Tuesday, May 5, 2015

Orioles versus grosbeaks

This is what happens when I try to take photos of tiny birds with an iPhone even though the hummer is only 5 feet away through my bathroom window. Female grosbeak on cake feeder Miscellaneous finches on finch feeder

With a 300 mm lens. At this angle, she looks like a large sparrow. As she appeared shortly after a male oriole passed by, I assumed she was a female oriole eating the orange. But then I noticed that the orange had not been touched and her beak is too short to be a nectar sucking oriole. I matched her photo with those in the bird book: she's a rose breasted grosbeak. So many females look alike

My hummer sitting in the tree

On the feeder beating his wings

Not sure why he ruffled his feathers

Patio before the rain


Cardinals and grosbeaks are related: same beaks and diet 
The male rose breasted grosbeak showed up today. Distinguishing feature: red blotch on chest. I took many photos with the good camera but can't load them onto a computer as Steve, gone, has hid the supplies
Early yesterday I swear I saw a male Baltimore oriole (now called Northern Oriole) on my feeder. It flew away as soon as it saw me but I saw its orange and black back. I put out some orange slices on the cake feeder to lure it back. Within a half hour, a bird I believed to be its mate was on the cake feeder maybe eating the orange. Steve took photos. At some point, I noticed that the oranges were untouched  I looked at the photo closely: female orioles do not have black on their heads and have long, skinny beaks, not short, fat ones. Did I have some kind of thrush? Female red winged black bird? Giant sparrow? It matched up with a female red breasted grosbeak. I had only seen a male once a corpse. It flew into a window at work and died (the labs were all glass). People were curious what kind of bird it was. Eventually we figured it out as its plumage was so unique and striking.

The male oriole did return last night and sat on the cake feeder for a while. So it was not my imagination. Steve by then had bought an oriole feeder. Was he on that all orange feeder meant  to attract him? No. I told Steve to hurry  and get the good camera out but alas, he was loading the card with the hummingbird pix on to the computer. So I have the camera ready for the oriole's return.

This morning the male red breasted grosbeak showed up. He so far has spent most of the morning gnawing away at the cake feeder. He is stunning. I took lots of photos but have to wait for Steve to return to load them. He likes to hide the card reader.

I am an election day widow again. Working for minimum wage, Steve works an eighteen hour shift that sometimes extends to 21 hours. He is in a student precinct. As graduation was last Saturday, no one will be around to vote. Roads versus schools is the only issue. The road is torn up with lots of back-ups where I need to vote so I might not show plus, now, and this pisses me off with the timing, I have to deal with a plumber. This was NOT a good time for him to work the election. Our new township (slogan: We are Superior!!!) wants him to work here instead. More pay; less driving.
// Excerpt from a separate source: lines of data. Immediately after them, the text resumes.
/*
    AnsiDrive

    Copyright 2024-2025 AnsiDrive contributors

    Permission is hereby granted, free of charge, to any person obtaining a
    copy of this software and associated documentation files (the “Software”),
    to deal in the Software without restriction, including without limitation
    the rights to use, copy, modify, merge, publish, distribute, sublicense,
    and/or sell copies of the Software, and to permit persons to whom the
    Software is furnished to do so, subject to the following conditions:

    The above copyright notice and this permission notice shall be included in
    all copies or substantial portions of the Software.

    THE SOFTWARE IS PROVIDED “AS IS”, WITHOUT WARRANTY OF ANY KIND, EXPRESS OR
    IMPLIED, INCLUDING BUT NOT LIMITED TO THE WARRANTIES OF MERCHANTABILITY,
    FITNESS FOR A PARTICULAR PURPOSE AND NONINFRINGEMENT. IN NO EVENT SHALL THE
    AUTHORS OR COPYRIGHT HOLDERS BE LIABLE FOR ANY CLAIM, DAMAGES OR OTHER
    LIABILITY, WHETHER IN AN ACTION OF CONTRACT, TORT OR OTHERWISE, ARISING
    FROM, OUT OF OR IN CONNECTION WITH THE SOFTWARE OR THE USE OR OTHER
    DEALINGS IN THE SOFTWARE.

    --------------------------------------------------------------------------

    image.rs

    Flat, sector addressed disk images backing an emulated drive.

    An image is either a whole file, or a window of sectors within a larger
    file or raw device, named with the syntax RAW:<start>:<end>:<path>.
    The end sector is exclusive.
*/

use std::{
    fs::{File, OpenOptions},
    io::{Read, Seek, SeekFrom, Write},
    path::{Path, PathBuf},
    str::FromStr,
};

use anyhow::{bail, Context, Result};

#[derive(thiserror::Error, Debug, PartialEq, Eq)]
pub enum ImageError {
    #[error("The image is not open.")]
    NotOpen,
    #[error("The image is read-only.")]
    ReadOnly,
    #[error("Sector {lba} is out of bounds (image has {count} sectors).")]
    OutOfBounds { lba: u64, count: u64 },
    #[error("Invalid raw image specification: {0}")]
    InvalidRawSpec(String),
    #[error("Buffer length {got} is not a multiple of the sector size {sector_size}.")]
    BadBufferLength { got: usize, sector_size: usize },
    #[error("Creation of image failed as the file already exists (Will not overwrite).")]
    FileExists,
}

#[derive(Clone, Debug, PartialEq, Eq)]
pub enum ImageSource {
    File(PathBuf),
    Raw {
        path: PathBuf,
        start_sector: u64,
        end_sector: u64,
    },
}

impl ImageSource {
    pub fn path(&self) -> &Path {
        match self {
            ImageSource::File(path) => path,
            ImageSource::Raw { path, .. } => path,
        }
    }
}

impl FromStr for ImageSource {
    type Err = ImageError;

    fn from_str(s: &str) -> Result<Self, ImageError> {
        let Some(rest) = s.strip_prefix("RAW:").or_else(|| s.strip_prefix("raw:"))
        else {
            return Ok(ImageSource::File(PathBuf::from(s)));
        };

        let mut parts = rest.splitn(3, ':');
        let (Some(start), Some(end), Some(path)) = (parts.next(), parts.next(), parts.next())
        else {
            return Err(ImageError::InvalidRawSpec(s.to_string()));
        };
        let start_sector = start
            .trim()
            .parse::<u64>()
            .map_err(|_| ImageError::InvalidRawSpec(s.to_string()))?;
        let end_sector = end
            .trim()
            .parse::<u64>()
            .map_err(|_| ImageError::InvalidRawSpec(s.to_string()))?;
        if end_sector <= start_sector || path.is_empty() {
            return Err(ImageError::InvalidRawSpec(s.to_string()));
        }

        Ok(ImageSource::Raw {
            path: PathBuf::from(path),
            start_sector,
            end_sector,
        })
    }
}

pub struct ImageBackingStore {
    file: Option<File>,
    path: PathBuf,
    writable: bool,
    sector_size: usize,
    /// Byte offset of the first sector of the image within the file.
    window_start: u64,
    window_sectors: u64,
    /// Byte position relative to window_start.
    position: u64,
}

impl ImageBackingStore {
    /// A store with nothing behind it. Every I/O operation fails with [ImageError::NotOpen].
    pub fn closed(sector_size: usize) -> Self {
        Self {
            file: None,
            path: PathBuf::new(),
            writable: false,
            sector_size,
            window_start: 0,
            window_sectors: 0,
            position: 0,
        }
    }

    /// Open an image read/write, falling back to read-only if the file cannot be written.
    pub fn open(source: &ImageSource, sector_size: usize) -> Result<Self> {
        if sector_size == 0 {
            bail!(ImageError::BadBufferLength { got: 0, sector_size });
        }
        let path = source.path().to_path_buf();

        let (file, writable) = match OpenOptions::new().read(true).write(true).open(&path) {
            Ok(file) => (file, true),
            Err(e) => {
                log::warn!("Opening image {} read-only: {}", path.display(), e);
                let file =
                    File::open(&path).with_context(|| format!("Failed to open image file {}", path.display()))?;
                (file, false)
            }
        };

        let file_len = file
            .metadata()
            .with_context(|| format!("Failed to read metadata of image {}", path.display()))?
            .len();
        let file_sectors = file_len / sector_size as u64;

        let (window_start, window_sectors) = match source {
            ImageSource::File(_) => (0, file_sectors),
            ImageSource::Raw {
                start_sector,
                end_sector,
                ..
            } => {
                // Raw devices may report a length of zero, so only check plain files.
                if file_len > 0 && *end_sector > file_sectors {
                    bail!(ImageError::OutOfBounds {
                        lba: *end_sector,
                        count: file_sectors,
                    });
                }
                (start_sector * sector_size as u64, end_sector - start_sector)
            }
        };

        if file_len % sector_size as u64 != 0 {
            log::warn!(
                "Image {} length {} is not a multiple of the sector size {}",
                path.display(),
                file_len,
                sector_size
            );
        }

        log::debug!(
            "Opened image {} ({} sectors, {})",
            path.display(),
            window_sectors,
            if writable { "read/write" } else { "read-only" }
        );

        Ok(Self {
            file: Some(file),
            path,
            writable,
            sector_size,
            window_start,
            window_sectors,
            position: 0,
        })
    }

    /// Create a zero-filled image of `sectors` sectors. Existing files are never overwritten.
    pub fn create(path: impl AsRef<Path>, sectors: u64, sector_size: usize) -> Result<Self> {
        let path = path.as_ref();
        if path.exists() {
            bail!(ImageError::FileExists);
        }
        let file = File::create(path).with_context(|| format!("Failed to create image {}", path.display()))?;
        file.set_len(sectors * sector_size as u64)
            .context("Failed to size new image")?;
        drop(file);
        Self::open(&ImageSource::File(path.to_path_buf()), sector_size)
    }

    pub fn is_open(&self) -> bool {
        self.file.is_some()
    }

    pub fn is_writable(&self) -> bool {
        self.is_open() && self.writable
    }

    pub fn path(&self) -> &Path {
        &self.path
    }

    pub fn sector_size(&self) -> usize {
        self.sector_size
    }

    pub fn sector_count(&self) -> u64 {
        self.window_sectors
    }

    /// Size of the image in bytes.
    pub fn size(&self) -> u64 {
        self.window_sectors * self.sector_size as u64
    }

    pub fn position(&self) -> u64 {
        self.position
    }

    pub fn seek(&mut self, pos: u64) -> Result<()> {
        if self.file.is_none() {
            bail!(ImageError::NotOpen);
        }
        if pos > self.size() {
            bail!(ImageError::OutOfBounds {
                lba: pos / self.sector_size as u64,
                count: self.window_sectors,
            });
        }
        self.position = pos;
        Ok(())
    }

    /// Read from the current position. Reads are clamped to the end of the image.
    pub fn read(&mut self, buf: &mut [u8]) -> Result<usize> {
        let len = (self.size() - self.position).min(buf.len() as u64) as usize;
        let offset = self.window_start + self.position;
        let Some(file) = self.file.as_mut()
        else {
            bail!(ImageError::NotOpen);
        };
        file.seek(SeekFrom::Start(offset)).context("Error seeking image")?;
        file.read_exact(&mut buf[..len]).context("Error reading image")?;
        self.position += len as u64;
        Ok(len)
    }

    /// Write at the current position. Writes are clamped to the end of the image.
    pub fn write(&mut self, buf: &[u8]) -> Result<usize> {
        if !self.writable {
            bail!(if self.file.is_none() { ImageError::NotOpen } else { ImageError::ReadOnly });
        }
        let len = (self.size() - self.position).min(buf.len() as u64) as usize;
        let offset = self.window_start + self.position;
        let Some(file) = self.file.as_mut()
        else {
            bail!(ImageError::NotOpen);
        };
        file.seek(SeekFrom::Start(offset)).context("Error seeking image")?;
        file.write_all(&buf[..len]).context("Error writing image")?;
        self.position += len as u64;
        Ok(len)
    }

    pub fn flush(&mut self) -> Result<()> {
        match self.file.as_mut() {
            Some(file) => file.flush().context("Error flushing image"),
            None => bail!(ImageError::NotOpen),
        }
    }

    fn check_span(&self, lba: u64, len: usize) -> Result<()> {
        if len == 0 || len % self.sector_size != 0 {
            bail!(ImageError::BadBufferLength {
                got: len,
                sector_size: self.sector_size,
            });
        }
        let count = (len / self.sector_size) as u64;
        if lba + count > self.window_sectors {
            bail!(ImageError::OutOfBounds {
                lba: lba + count - 1,
                count: self.window_sectors,
            });
        }
        Ok(())
    }

    /// Read one or more whole sectors starting at `lba`.
    pub fn read_sectors(&mut self, lba: u64, buf: &mut [u8]) -> Result<()> {
        if self.file.is_none() {
            bail!(ImageError::NotOpen);
        }
        self.check_span(lba, buf.len())?;
        self.seek(lba * self.sector_size as u64)?;
        self.read(buf)?;
        Ok(())
    }

    /// Write one or more whole sectors starting at `lba`.
    pub fn write_sectors(&mut self, lba: u64, buf: &[u8]) -> Result<()> {
        if self.file.is_none() {
            bail!(ImageError::NotOpen);
        }
        self.check_span(lba, buf.len())?;
        self.seek(lba * self.sector_size as u64)?;
        self.write(buf)?;
        Ok(())
    }
}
He leaves early with the coffee maker already to go as I can't be trusted not to make a mess. All I need to do is press a button which I do. It lights up but no@#$#@ coffee appears. In the middle of no where with no coffee. I need to have some blood drawn anyway, get dressed, and there's a Starbucks in the lab basement so I won't have caffeine withdrawal. It's rush hour and due to construction, only one direction of traffic can pass causing unbelievable back-ups. Dvorak is on and I have my coffee so I am happy but I won't go through that again to vote.

The weather report says rain is to start at 10:15 am so I get my run in before that. Much cooler than yesterday. And the rain starts on the dot. Tomorrow was supposed to be rain free, meaning we'd get our painting done, but now I see that has changed. I am waiting for a plumber to call so I can rush over to the Money Pit. Didn't get a chance to take a shower. I have a lot of little things to take care of today but they will have to wait.

3 comments:

Elephant's Child said...

Our bird book gets a work-out. And the lbj's (little brown jobs) who are mostly female are almost always more difficult to indentify.
Your schedule makes me feel tired just reading it. How ever do you do it?
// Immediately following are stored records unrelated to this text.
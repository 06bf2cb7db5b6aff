/*
    AnsiDrive

    Copyright 2024-2025 AnsiDrive contributors

    Permission is hereby granted, free of charge, to any person obtaining a
    copy of this software and associated documentation files (the “Software”),
    to deal in the Software without restriction, including without limitation
    the rights to use, copy, modify, merge, publish, distribute, sublicense,
    and/or sell copies of the Software, and to permit persons to whom the
    Software is furnished to do so, subject to the following conditions:

    The above copyright notice and this permission notice shall be included in
    all copies or substantial portions of the Software.

    THE SOFTWARE IS PROVIDED “AS IS”, WITHOUT WARRANTY OF ANY KIND, EXPRESS OR
    IMPLIED, INCLUDING BUT NOT LIMITED TO THE WARRANTIES OF MERCHANTABILITY,
    FITNESS FOR A PARTICULAR PURPOSE AND NONINFRINGEMENT. IN NO EVENT SHALL THE
    AUTHORS OR COPYRIGHT HOLDERS BE LIABLE FOR ANY CLAIM, DAMAGES OR OTHER
    LIABILITY, WHETHER IN AN ACTION OF CONTRACT, TORT OR OTHERWISE, ARISING
    FROM, OUT OF OR IN CONNECTION WITH THE SOFTWARE OR THE USE OR OTHER
    DEALINGS IN THE SOFTWARE.

    --------------------------------------------------------------------------

    devices::ansi::data_phase.rs

    Hook for the sector data path. The bus state machine calls into a
    DataPhase while the host holds the read or write gate.

    Serializing sector data onto the NRZ data lines is not implemented.
    ImageDataPhase stages the addressed track to and from the backing image
    so the storage half of a transfer can be exercised.
*/

use crate::{device_types::disk_type::AnsiDiskType, image::ImageBackingStore};

#[derive(Copy, Clone, Debug, PartialEq, Eq, strum_macros::Display)]
pub enum DataPhaseKind {
    Read,
    Write,
}

/// Positioning state of the device when a data phase event occurs.
#[derive(Copy, Clone, Debug, PartialEq)]
pub struct DataPhaseContext {
    pub device_id: u8,
    pub cylinder: u16,
    pub head: u8,
    pub write_enabled: bool,
    /// Time since the gate was asserted.
    pub gate_us: f64,
}

pub trait DataPhase {
    /// The host asserted a gate.
    fn begin(&mut self, kind: DataPhaseKind, ctx: &DataPhaseContext);
    /// The gate is still held. Called once per poll cycle.
    fn continue_phase(&mut self, _kind: DataPhaseKind, _ctx: &DataPhaseContext) {}
    /// The host released the gate.
    fn end(&mut self, kind: DataPhaseKind, ctx: &DataPhaseContext);
}

/// Moves no data.
#[derive(Default)]
pub struct NullDataPhase {
    warned: bool,
}

impl DataPhase for NullDataPhase {
    fn begin(&mut self, kind: DataPhaseKind, ctx: &DataPhaseContext) {
        if !self.warned {
            log::warn!(
                "Device {}: {} gate asserted, but sector streaming is not implemented",
                ctx.device_id,
                kind
            );
            self.warned = true;
        }
    }

    fn end(&mut self, _kind: DataPhaseKind, _ctx: &DataPhaseContext) {}
}

/// Stages whole tracks between an image and a track buffer.
pub struct ImageDataPhase {
    store: ImageBackingStore,
    disk: AnsiDiskType,
    track: Vec<u8>,
    track_lba: Option<u64>,
}

impl ImageDataPhase {
    pub fn new(store: ImageBackingStore, disk: AnsiDiskType) -> Self {
        let track = vec![0; disk.bytes_per_track() as usize];
        Self {
            store,
            disk,
            track,
            track_lba: None,
        }
    }

    pub fn track(&self) -> &[u8] {
        &self.track
    }

    pub fn track_mut(&mut self) -> &mut [u8] {
        &mut self.track
    }

    pub fn store(&self) -> &ImageBackingStore {
        &self.store
    }

    fn lba_of(&self, ctx: &DataPhaseContext) -> Option<u64> {
        self.disk.chs_to_lba(ctx.cylinder, ctx.head, 0)
    }
}

impl DataPhase for ImageDataPhase {
    fn begin(&mut self, kind: DataPhaseKind, ctx: &DataPhaseContext) {
        self.track_lba = self.lba_of(ctx);
        let Some(lba) = self.track_lba
        else {
            log::warn!(
                "Device {}: {} on unaddressable track c:{} h:{}",
                ctx.device_id,
                kind,
                ctx.cylinder,
                ctx.head
            );
            return;
        };

        match kind {
            DataPhaseKind::Read => {
                if let Err(e) = self.store.read_sectors(lba, &mut self.track) {
                    log::error!("Device {}: error reading track at lba {}: {}", ctx.device_id, lba, e);
                    self.track.fill(0);
                }
            }
            DataPhaseKind::Write => {
                self.track.fill(0);
            }
        }
    }

    fn end(&mut self, kind: DataPhaseKind, ctx: &DataPhaseContext) {
        if kind != DataPhaseKind::Write {
            return;
        }
        let Some(lba) = self.track_lba.take()
        else {
            return;
        };
        if let Err(e) = self.store.write_sectors(lba, &self.track) {
            log::error!("Device {}: error writing track at lba {}: {}", ctx.device_id, lba, e);
        }
    }
}

#[cfg(test)]
mod tests {
    use super::*;
    use std::path::PathBuf;

    fn small_disk() -> AnsiDiskType {
        AnsiDiskType {
            cylinders: 4,
            heads: 2,
            sectors: 2,
            sector_size: 16,
            ..Default::default()
        }
    }

    fn ctx(cylinder: u16, head: u8) -> DataPhaseContext {
        DataPhaseContext {
            device_id: 0,
            cylinder,
            head,
            write_enabled: true,
            gate_us: 0.0,
        }
    }

    #[test]
    fn test_track_write_then_read() {
        let mut path: PathBuf = std::env::temp_dir();
        path.push(format!("ansidrive_dataphase_{}.img", std::process::id()));
        let _ = std::fs::remove_file(&path);

        let disk = small_disk();
        let store = ImageBackingStore::create(&path, disk.total_sectors(), 16).unwrap();
        let mut phase = ImageDataPhase::new(store, disk);

        phase.begin(DataPhaseKind::Write, &ctx(1, 1));
        phase.track_mut().fill(0x77);
        phase.end(DataPhaseKind::Write, &ctx(1, 1));

        phase.begin(DataPhaseKind::Read, &ctx(0, 0));
        assert!(phase.track().iter().all(|b| *b == 0));

        phase.begin(DataPhaseKind::Read, &ctx(1, 1));
        assert_eq!(phase.track().len(), 32);
        assert!(phase.track().iter().all(|b| *b == 0x77));

        let _ = std::fs::remove_file(&path);
    }

    #[test]
    fn test_closed_store_reads_zeros() {
        let mut phase = ImageDataPhase::new(ImageBackingStore::closed(16), small_disk());
        phase.track_mut().fill(1);
        phase.begin(DataPhaseKind::Read, &ctx(0, 0));
        assert!(phase.track().iter().all(|b| *b == 0));
    }
}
Sue in Italia/In the Land Of Cancer said...

EC, I use the Audubon Society's Guide to North American birds, which has nice color plates. Unfortunately, my book is old though in good shape. How can a bird book become out-dated? No thanks to global warming, bird ranges are way different. Robins used to be the first sign of spring? Now they are here year round. I have a flock of white crowned sparrows, which according to my out-dated book, never can be found here and are quite rare. Ha! And my friend's rng necked ducks aren't supposed to be this far south nor the red breasted mergansers I found up north.

I am getting a great variety of birds here but probably just a fraction that you get in Oz. Do you get little brown birds?

Elephant's Child said...

We most definitely do get lbjs. Quite a lot of them. And the smaller birds are often very fast with an erratic flight pattern which adds to the complexity of identifying them.